* Aim of the exercise: Print the data that follows without changing a single word.

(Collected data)
-*-

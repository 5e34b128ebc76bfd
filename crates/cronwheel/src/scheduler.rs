//! The public scheduler facade.
//!
//! A `Scheduler` owns the registry, the firing loop, the misfire scan, and
//! the listener registry. It is created in standby; `start` begins firing,
//! `standby` pauses the loop without touching trigger state, and `shutdown`
//! is terminal — a new instance must be created to schedule again.

use std::collections::HashMap;
use std::sync::atomic::{AtomicU64, Ordering};
use std::sync::Arc;

use chrono::{DateTime, Duration, Utc};
use parking_lot::{Mutex, RwLock};
use tokio::sync::{watch, Notify};
use tracing::{info, warn};
use uuid::Uuid;

use crate::calendar::Calendar;
use crate::config::SchedulerConfig;
use crate::error::{Result, SchedulerError};
use crate::executor::{TokioWorkerPool, WorkerPool};
use crate::job::{Job, JobDataMap, JobDetail, JobExecutionContext, JobFactory, SimpleJobFactory};
use crate::key::{JobKey, TriggerKey, MANUAL_TRIGGER_GROUP, RESERVED_GROUPS};
use crate::listener::{
    notify_trigger_misfired, JobListener, ListenerRegistry, SchedulerListener, TriggerListener,
};
use crate::run_loop::{run_firing_loop, run_misfire_loop};
use crate::store::MemoryStore;
use crate::trigger::{Trigger, TriggerState};

/// Lifecycle state of a scheduler instance.
#[derive(Debug, Clone, Copy, PartialEq, Eq)]
pub enum SchedulerState {
    Standby,
    Running,
    Shutdown,
}

/// Point-in-time snapshot of scheduler identity and counters.
#[derive(Debug, Clone)]
pub struct SchedulerMetadata {
    pub scheduler_name: String,
    pub instance_id: String,
    pub state: SchedulerState,
    pub running_since: Option<DateTime<Utc>>,
    pub jobs_executed: u64,
    pub worker_count: usize,
}

pub(crate) struct ExecutingJob {
    pub(crate) ctx: JobExecutionContext,
    pub(crate) job: Arc<dyn Job>,
}
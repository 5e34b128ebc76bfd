//! Keyed identity for jobs and triggers.
//!
//! Keys are `(name, group)` pairs; the group defaults to [`DEFAULT_GROUP`].
//! Uniqueness is per kind: a job and a trigger may share the same name and
//! group without conflict.

use std::fmt;

use serde::{Deserialize, Serialize};

/// Group used when none is given.
pub const DEFAULT_GROUP: &str = "DEFAULT";

/// Group of one-shot triggers created by ad-hoc job firing.
pub const MANUAL_TRIGGER_GROUP: &str = "MANUAL_TRIGGER";

/// Group reserved for triggers recovered after a non-clean shutdown.
pub const RECOVERING_JOBS_GROUP: &str = "RECOVERING_JOBS";

/// Group reserved for triggers taken over from a failed instance.
pub const FAILED_OVER_JOBS_GROUP: &str = "FAILED_OVER_JOBS";

/// Groups clients may not register triggers into.
pub const RESERVED_GROUPS: [&str; 3] = [
    MANUAL_TRIGGER_GROUP,
    RECOVERING_JOBS_GROUP,
    FAILED_OVER_JOBS_GROUP,
];

#[derive(Debug, Clone, PartialEq, Eq, Hash, PartialOrd, Ord, Serialize, Deserialize)]
pub struct JobKey {
    name: String,
    group: String,
}

impl JobKey {
    /// Key in the default group.
    pub fn new(name: impl Into<String>) -> Self {
        Self {
            name: name.into(),
            group: DEFAULT_GROUP.to_string(),
        }
    }

    pub fn grouped(name: impl Into<String>, group: impl Into<String>) -> Self {
        Self {
            name: name.into(),
            group: group.into(),
        }
    }

    pub fn name(&self) -> &str {
        &self.name
    }

    pub fn group(&self) -> &str {
        &self.group
    }

    pub(crate) fn is_well_formed(&self) -> bool {
        !self.name.is_empty() && !self.group.is_empty()
    }
}

impl fmt::Display for JobKey {
    fn fmt(&self, f: &mut fmt::Formatter<'_>) -> fmt::Result {
        write!(f, "{}.{}", self.group, self.name)
    }
}

#[derive(Debug, Clone, PartialEq, Eq, Hash, PartialOrd, Ord, Serialize, Deserialize)]
pub struct TriggerKey {
    name: String,
    group: String,
}

impl TriggerKey {
    /// Key in the default group.
    pub fn new(name: impl Into<String>) -> Self {
        Self {
            name: name.into(),
            group: DEFAULT_GROUP.to_string(),
        }
    }

    pub fn grouped(name: impl Into<String>, group: impl Into<String>) -> Self {
        Self {
            name: name.into(),
            group: group.into(),
        }
    }

    pub fn name(&self) -> &str {
        &self.name
    }

    pub fn group(&self) -> &str {
        &self.group
    }

    pub(crate) fn is_well_formed(&self) -> bool {
        !self.name.is_empty() && !self.group.is_empty()
    }
}

impl fmt::Display for TriggerKey {
    fn fmt(&self, f: &mut fmt::Formatter<'_>) -> fmt::Result {
        write!(f, "{}.{}", self.group, self.name)
    }
}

-*-

* Answer space:
repository 5e34b128ebc76bfd
filename crates/cronwheel/src/scheduler.rs
//! The public scheduler facade.
//!
//! A `Scheduler` owns the registry, the firing loop, the misfire scan, and
//! the listener registry. It is created in standby; `start` begins firing,
//! `standby` pauses the loop without touching trigger state, and `shutdown`
//! is terminal — a new instance must be created to schedule again.

use std::collections::HashMap;
use std::sync::atomic::{AtomicU64, Ordering};
use std::sync::Arc;

use chrono::{DateTime, Duration, Utc};
use parking_lot::{Mutex, RwLock};
use tokio::sync::{watch, Notify};
use tracing::{info, warn};
use uuid::Uuid;

use crate::calendar::Calendar;
use crate::config::SchedulerConfig;
use crate::error::{Result, SchedulerError};
use crate::executor::{TokioWorkerPool, WorkerPool};
use crate::job::{Job, JobDataMap, JobDetail, JobExecutionContext, JobFactory, SimpleJobFactory};
use crate::key::{JobKey, TriggerKey, MANUAL_TRIGGER_GROUP, RESERVED_GROUPS};
use crate::listener::{
    notify_trigger_misfired, JobListener, ListenerRegistry, SchedulerListener, TriggerListener,
};
use crate::run_loop::{run_firing_loop, run_misfire_loop};
use crate::store::MemoryStore;
use crate::trigger::{Trigger, TriggerState};

/// Lifecycle state of a scheduler instance.
#[derive(Debug, Clone, Copy, PartialEq, Eq)]
pub enum SchedulerState {
    Standby,
    Running,
    Shutdown,
}

/// Point-in-time snapshot of scheduler identity and counters.
#[derive(Debug, Clone)]
pub struct SchedulerMetadata {
    pub scheduler_name: String,
    pub instance_id: String,
    pub state: SchedulerState,
    pub running_since: Option<DateTime<Utc>>,
    pub jobs_executed: u64,
    pub worker_count: usize,
}

pub(crate) struct ExecutingJob {
    pub(crate) ctx: JobExecutionContext,
    pub(crate) job: Arc<dyn Job>,
}
repository 5e34b128ebc76bfd
//! Keyed identity for jobs and triggers.
//!
//! Keys are `(name, group)` pairs; the group defaults to [`DEFAULT_GROUP`].
//! Uniqueness is per kind: a job and a trigger may share the same name and
//! group without conflict.

use std::fmt;

use serde::{Deserialize, Serialize};

/// Group used when none is given.
pub const DEFAULT_GROUP: &str = "DEFAULT";

/// Group of one-shot triggers created by ad-hoc job firing.
pub const MANUAL_TRIGGER_GROUP: &str = "MANUAL_TRIGGER";

/// Group reserved for triggers recovered after a non-clean shutdown.
pub const RECOVERING_JOBS_GROUP: &str = "RECOVERING_JOBS";

/// Group reserved for triggers taken over from a failed instance.
pub const FAILED_OVER_JOBS_GROUP: &str = "FAILED_OVER_JOBS";

/// Groups clients may not register triggers into.
pub const RESERVED_GROUPS: [&str; 3] = [
    MANUAL_TRIGGER_GROUP,
    RECOVERING_JOBS_GROUP,
    FAILED_OVER_JOBS_GROUP,
];

#[derive(Debug, Clone, PartialEq, Eq, Hash, PartialOrd, Ord, Serialize, Deserialize)]
pub struct JobKey {
    name: String,
    group: String,
}

impl JobKey {
    /// Key in the default group.
    pub fn new(name: impl Into<String>) -> Self {
        Self {
            name: name.into(),
            group: DEFAULT_GROUP.to_string(),
        }
    }

    pub fn grouped(name: impl Into<String>, group: impl Into<String>) -> Self {
        Self {
            name: name.into(),
            group: group.into(),
        }
    }

    pub fn name(&self) -> &str {
        &self.name
    }

    pub fn group(&self) -> &str {
        &self.group
    }

    pub(crate) fn is_well_formed(&self) -> bool {
        !self.name.is_empty() && !self.group.is_empty()
    }
}

impl fmt::Display for JobKey {
    fn fmt(&self, f: &mut fmt::Formatter<'_>) -> fmt::Result {
        write!(f, "{}.{}", self.group, self.name)
    }
}

#[derive(Debug, Clone, PartialEq, Eq, Hash, PartialOrd, Ord, Serialize, Deserialize)]
pub struct TriggerKey {
    name: String,
    group: String,
}

impl TriggerKey {
    /// Key in the default group.
    pub fn new(name: impl Into<String>) -> Self {
        Self {
            name: name.into(),
            group: DEFAULT_GROUP.to_string(),
        }
    }

    pub fn grouped(name: impl Into<String>, group: impl Into<String>) -> Self {
        Self {
            name: name.into(),
            group: group.into(),
        }
    }

    pub fn name(&self) -> &str {
        &self.name
    }

    pub fn group(&self) -> &str {
        &self.group
    }

    pub(crate) fn is_well_formed(&self) -> bool {
        !self.name.is_empty() && !self.group.is_empty()
    }
}

impl fmt::Display for TriggerKey {
    fn fmt(&self, f: &mut fmt::Formatter<'_>) -> fmt::Result {
        write!(f, "{}.{}", self.group, self.name)
    }
}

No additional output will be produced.